Identical copies of all the records below are needed.

◆ **Exercise material**:
┌──
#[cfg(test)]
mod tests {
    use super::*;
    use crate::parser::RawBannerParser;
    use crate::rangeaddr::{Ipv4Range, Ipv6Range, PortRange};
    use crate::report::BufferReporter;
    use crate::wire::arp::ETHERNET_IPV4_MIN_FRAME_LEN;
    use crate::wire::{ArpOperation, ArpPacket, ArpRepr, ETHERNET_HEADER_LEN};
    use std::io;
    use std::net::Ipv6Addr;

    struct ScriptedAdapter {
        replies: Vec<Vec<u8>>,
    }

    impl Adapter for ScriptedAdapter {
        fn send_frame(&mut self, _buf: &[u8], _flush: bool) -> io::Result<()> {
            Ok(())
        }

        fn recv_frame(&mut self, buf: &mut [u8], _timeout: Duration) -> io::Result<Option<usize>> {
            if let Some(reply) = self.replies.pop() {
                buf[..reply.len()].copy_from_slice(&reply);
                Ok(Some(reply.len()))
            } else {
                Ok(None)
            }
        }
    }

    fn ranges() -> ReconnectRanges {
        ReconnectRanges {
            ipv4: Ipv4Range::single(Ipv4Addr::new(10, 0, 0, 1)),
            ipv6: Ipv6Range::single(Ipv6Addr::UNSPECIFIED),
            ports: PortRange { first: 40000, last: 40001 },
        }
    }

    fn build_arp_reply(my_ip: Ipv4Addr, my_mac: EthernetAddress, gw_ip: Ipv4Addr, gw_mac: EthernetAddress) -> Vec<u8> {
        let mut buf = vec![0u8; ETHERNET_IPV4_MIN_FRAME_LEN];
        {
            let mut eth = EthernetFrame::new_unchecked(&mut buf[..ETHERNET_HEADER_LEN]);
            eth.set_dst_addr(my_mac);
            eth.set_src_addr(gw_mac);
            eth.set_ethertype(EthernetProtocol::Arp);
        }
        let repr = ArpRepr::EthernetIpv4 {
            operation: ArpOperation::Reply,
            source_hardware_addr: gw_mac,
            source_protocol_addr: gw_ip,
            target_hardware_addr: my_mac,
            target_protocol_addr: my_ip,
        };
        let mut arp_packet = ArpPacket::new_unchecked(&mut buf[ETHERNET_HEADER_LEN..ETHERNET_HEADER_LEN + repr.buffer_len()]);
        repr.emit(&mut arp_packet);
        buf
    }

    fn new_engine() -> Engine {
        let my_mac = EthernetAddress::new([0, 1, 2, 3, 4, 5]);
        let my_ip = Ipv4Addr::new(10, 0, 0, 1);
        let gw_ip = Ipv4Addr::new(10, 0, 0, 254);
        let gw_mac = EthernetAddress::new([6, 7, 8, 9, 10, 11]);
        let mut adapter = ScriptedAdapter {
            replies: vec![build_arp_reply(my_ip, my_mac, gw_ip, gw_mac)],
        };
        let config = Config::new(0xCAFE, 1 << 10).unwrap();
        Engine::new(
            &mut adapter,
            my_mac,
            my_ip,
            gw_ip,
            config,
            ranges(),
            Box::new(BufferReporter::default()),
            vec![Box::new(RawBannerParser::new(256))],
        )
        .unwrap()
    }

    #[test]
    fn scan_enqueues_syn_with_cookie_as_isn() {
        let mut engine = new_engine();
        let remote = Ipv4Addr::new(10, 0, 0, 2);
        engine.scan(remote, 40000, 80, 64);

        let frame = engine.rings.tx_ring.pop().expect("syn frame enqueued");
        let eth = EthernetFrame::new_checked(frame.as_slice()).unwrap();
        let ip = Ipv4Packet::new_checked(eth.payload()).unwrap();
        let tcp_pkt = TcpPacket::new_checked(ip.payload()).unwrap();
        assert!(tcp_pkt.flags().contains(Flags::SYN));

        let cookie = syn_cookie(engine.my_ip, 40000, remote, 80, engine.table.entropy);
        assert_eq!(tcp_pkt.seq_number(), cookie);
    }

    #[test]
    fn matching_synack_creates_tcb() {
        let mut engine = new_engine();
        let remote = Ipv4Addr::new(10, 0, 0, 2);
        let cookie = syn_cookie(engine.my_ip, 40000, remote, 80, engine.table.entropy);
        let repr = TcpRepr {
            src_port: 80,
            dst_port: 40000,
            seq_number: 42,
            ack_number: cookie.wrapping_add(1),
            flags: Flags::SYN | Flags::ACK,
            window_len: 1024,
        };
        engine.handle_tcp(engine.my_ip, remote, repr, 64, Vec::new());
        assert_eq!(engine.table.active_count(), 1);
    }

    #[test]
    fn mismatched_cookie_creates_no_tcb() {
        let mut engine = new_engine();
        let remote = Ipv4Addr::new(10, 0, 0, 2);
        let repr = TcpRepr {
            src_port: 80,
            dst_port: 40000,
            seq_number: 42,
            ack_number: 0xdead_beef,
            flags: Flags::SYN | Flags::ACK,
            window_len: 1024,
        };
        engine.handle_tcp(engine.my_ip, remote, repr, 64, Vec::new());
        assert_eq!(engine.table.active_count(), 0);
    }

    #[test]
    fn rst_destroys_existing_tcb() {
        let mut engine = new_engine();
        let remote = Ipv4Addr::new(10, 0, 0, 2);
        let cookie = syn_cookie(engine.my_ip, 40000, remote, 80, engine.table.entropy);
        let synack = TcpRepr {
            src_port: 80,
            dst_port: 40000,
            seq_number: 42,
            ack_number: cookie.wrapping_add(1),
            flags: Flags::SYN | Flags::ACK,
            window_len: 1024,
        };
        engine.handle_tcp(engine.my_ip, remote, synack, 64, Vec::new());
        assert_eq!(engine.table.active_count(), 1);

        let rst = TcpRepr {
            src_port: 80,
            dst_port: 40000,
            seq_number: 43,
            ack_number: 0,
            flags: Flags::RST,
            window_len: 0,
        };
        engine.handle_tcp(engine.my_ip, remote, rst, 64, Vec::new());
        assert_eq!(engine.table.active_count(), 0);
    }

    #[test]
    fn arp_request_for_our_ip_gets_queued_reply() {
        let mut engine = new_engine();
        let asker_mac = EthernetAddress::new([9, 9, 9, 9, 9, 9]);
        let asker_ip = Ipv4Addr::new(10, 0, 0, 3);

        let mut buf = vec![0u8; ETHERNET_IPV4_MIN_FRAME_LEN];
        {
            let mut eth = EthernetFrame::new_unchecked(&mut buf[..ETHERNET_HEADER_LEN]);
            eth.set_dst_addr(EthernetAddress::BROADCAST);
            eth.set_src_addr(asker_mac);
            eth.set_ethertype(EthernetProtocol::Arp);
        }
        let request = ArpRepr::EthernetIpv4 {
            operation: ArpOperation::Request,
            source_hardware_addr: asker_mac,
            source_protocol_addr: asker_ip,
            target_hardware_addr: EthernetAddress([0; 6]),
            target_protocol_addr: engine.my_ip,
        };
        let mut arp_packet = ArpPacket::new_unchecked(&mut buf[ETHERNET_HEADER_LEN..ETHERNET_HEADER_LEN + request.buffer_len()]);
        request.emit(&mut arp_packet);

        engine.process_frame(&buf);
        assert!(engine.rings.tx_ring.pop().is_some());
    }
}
└──
◆ **Task result**:
#[cfg(test)]
mod tests {
    use super::*;
    use crate::parser::RawBannerParser;
    use crate::rangeaddr::{Ipv4Range, Ipv6Range, PortRange};
    use crate::report::BufferReporter;
    use crate::wire::arp::ETHERNET_IPV4_MIN_FRAME_LEN;
    use crate::wire::{ArpOperation, ArpPacket, ArpRepr, ETHERNET_HEADER_LEN};
    use std::io;
    use std::net::Ipv6Addr;

    struct ScriptedAdapter {
        replies: Vec<Vec<u8>>,
    }

    impl Adapter for ScriptedAdapter {
        fn send_frame(&mut self, _buf: &[u8], _flush: bool) -> io::Result<()> {
            Ok(())
        }

        fn recv_frame(&mut self, buf: &mut [u8], _timeout: Duration) -> io::Result<Option<usize>> {
            if let Some(reply) = self.replies.pop() {
                buf[..reply.len()].copy_from_slice(&reply);
                Ok(Some(reply.len()))
            } else {
                Ok(None)
            }
        }
    }

    fn ranges() -> ReconnectRanges {
        ReconnectRanges {
            ipv4: Ipv4Range::single(Ipv4Addr::new(10, 0, 0, 1)),
            ipv6: Ipv6Range::single(Ipv6Addr::UNSPECIFIED),
            ports: PortRange { first: 40000, last: 40001 },
        }
    }

    fn build_arp_reply(my_ip: Ipv4Addr, my_mac: EthernetAddress, gw_ip: Ipv4Addr, gw_mac: EthernetAddress) -> Vec<u8> {
        let mut buf = vec![0u8; ETHERNET_IPV4_MIN_FRAME_LEN];
        {
            let mut eth = EthernetFrame::new_unchecked(&mut buf[..ETHERNET_HEADER_LEN]);
            eth.set_dst_addr(my_mac);
            eth.set_src_addr(gw_mac);
            eth.set_ethertype(EthernetProtocol::Arp);
        }
        let repr = ArpRepr::EthernetIpv4 {
            operation: ArpOperation::Reply,
            source_hardware_addr: gw_mac,
            source_protocol_addr: gw_ip,
            target_hardware_addr: my_mac,
            target_protocol_addr: my_ip,
        };
        let mut arp_packet = ArpPacket::new_unchecked(&mut buf[ETHERNET_HEADER_LEN..ETHERNET_HEADER_LEN + repr.buffer_len()]);
        repr.emit(&mut arp_packet);
        buf
    }

    fn new_engine() -> Engine {
        let my_mac = EthernetAddress::new([0, 1, 2, 3, 4, 5]);
        let my_ip = Ipv4Addr::new(10, 0, 0, 1);
        let gw_ip = Ipv4Addr::new(10, 0, 0, 254);
        let gw_mac = EthernetAddress::new([6, 7, 8, 9, 10, 11]);
        let mut adapter = ScriptedAdapter {
            replies: vec![build_arp_reply(my_ip, my_mac, gw_ip, gw_mac)],
        };
        let config = Config::new(0xCAFE, 1 << 10).unwrap();
        Engine::new(
            &mut adapter,
            my_mac,
            my_ip,
            gw_ip,
            config,
            ranges(),
            Box::new(BufferReporter::default()),
            vec![Box::new(RawBannerParser::new(256))],
        )
        .unwrap()
    }

    #[test]
    fn scan_enqueues_syn_with_cookie_as_isn() {
        let mut engine = new_engine();
        let remote = Ipv4Addr::new(10, 0, 0, 2);
        engine.scan(remote, 40000, 80, 64);

        let frame = engine.rings.tx_ring.pop().expect("syn frame enqueued");
        let eth = EthernetFrame::new_checked(frame.as_slice()).unwrap();
        let ip = Ipv4Packet::new_checked(eth.payload()).unwrap();
        let tcp_pkt = TcpPacket::new_checked(ip.payload()).unwrap();
        assert!(tcp_pkt.flags().contains(Flags::SYN));

        let cookie = syn_cookie(engine.my_ip, 40000, remote, 80, engine.table.entropy);
        assert_eq!(tcp_pkt.seq_number(), cookie);
    }

    #[test]
    fn matching_synack_creates_tcb() {
        let mut engine = new_engine();
        let remote = Ipv4Addr::new(10, 0, 0, 2);
        let cookie = syn_cookie(engine.my_ip, 40000, remote, 80, engine.table.entropy);
        let repr = TcpRepr {
            src_port: 80,
            dst_port: 40000,
            seq_number: 42,
            ack_number: cookie.wrapping_add(1),
            flags: Flags::SYN | Flags::ACK,
            window_len: 1024,
        };
        engine.handle_tcp(engine.my_ip, remote, repr, 64, Vec::new());
        assert_eq!(engine.table.active_count(), 1);
    }

    #[test]
    fn mismatched_cookie_creates_no_tcb() {
        let mut engine = new_engine();
        let remote = Ipv4Addr::new(10, 0, 0, 2);
        let repr = TcpRepr {
            src_port: 80,
            dst_port: 40000,
            seq_number: 42,
            ack_number: 0xdead_beef,
            flags: Flags::SYN | Flags::ACK,
            window_len: 1024,
        };
        engine.handle_tcp(engine.my_ip, remote, repr, 64, Vec::new());
        assert_eq!(engine.table.active_count(), 0);
    }

    #[test]
    fn rst_destroys_existing_tcb() {
        let mut engine = new_engine();
        let remote = Ipv4Addr::new(10, 0, 0, 2);
        let cookie = syn_cookie(engine.my_ip, 40000, remote, 80, engine.table.entropy);
        let synack = TcpRepr {
            src_port: 80,
            dst_port: 40000,
            seq_number: 42,
            ack_number: cookie.wrapping_add(1),
            flags: Flags::SYN | Flags::ACK,
            window_len: 1024,
        };
        engine.handle_tcp(engine.my_ip, remote, synack, 64, Vec::new());
        assert_eq!(engine.table.active_count(), 1);

        let rst = TcpRepr {
            src_port: 80,
            dst_port: 40000,
            seq_number: 43,
            ack_number: 0,
            flags: Flags::RST,
            window_len: 0,
        };
        engine.handle_tcp(engine.my_ip, remote, rst, 64, Vec::new());
        assert_eq!(engine.table.active_count(), 0);
    }

    #[test]
    fn arp_request_for_our_ip_gets_queued_reply() {
        let mut engine = new_engine();
        let asker_mac = EthernetAddress::new([9, 9, 9, 9, 9, 9]);
        let asker_ip = Ipv4Addr::new(10, 0, 0, 3);

        let mut buf = vec![0u8; ETHERNET_IPV4_MIN_FRAME_LEN];
        {
            let mut eth = EthernetFrame::new_unchecked(&mut buf[..ETHERNET_HEADER_LEN]);
            eth.set_dst_addr(EthernetAddress::BROADCAST);
            eth.set_src_addr(asker_mac);
            eth.set_ethertype(EthernetProtocol::Arp);
        }
        let request = ArpRepr::EthernetIpv4 {
            operation: ArpOperation::Request,
            source_hardware_addr: asker_mac,
            source_protocol_addr: asker_ip,
            target_hardware_addr: EthernetAddress([0; 6]),
            target_protocol_addr: engine.my_ip,
        };
        let mut arp_packet = ArpPacket::new_unchecked(&mut buf[ETHERNET_HEADER_LEN..ETHERNET_HEADER_LEN + request.buffer_len()]);
        request.emit(&mut arp_packet);

        engine.process_frame(&buf);
        assert!(engine.rings.tx_ring.pop().is_some());
    }
}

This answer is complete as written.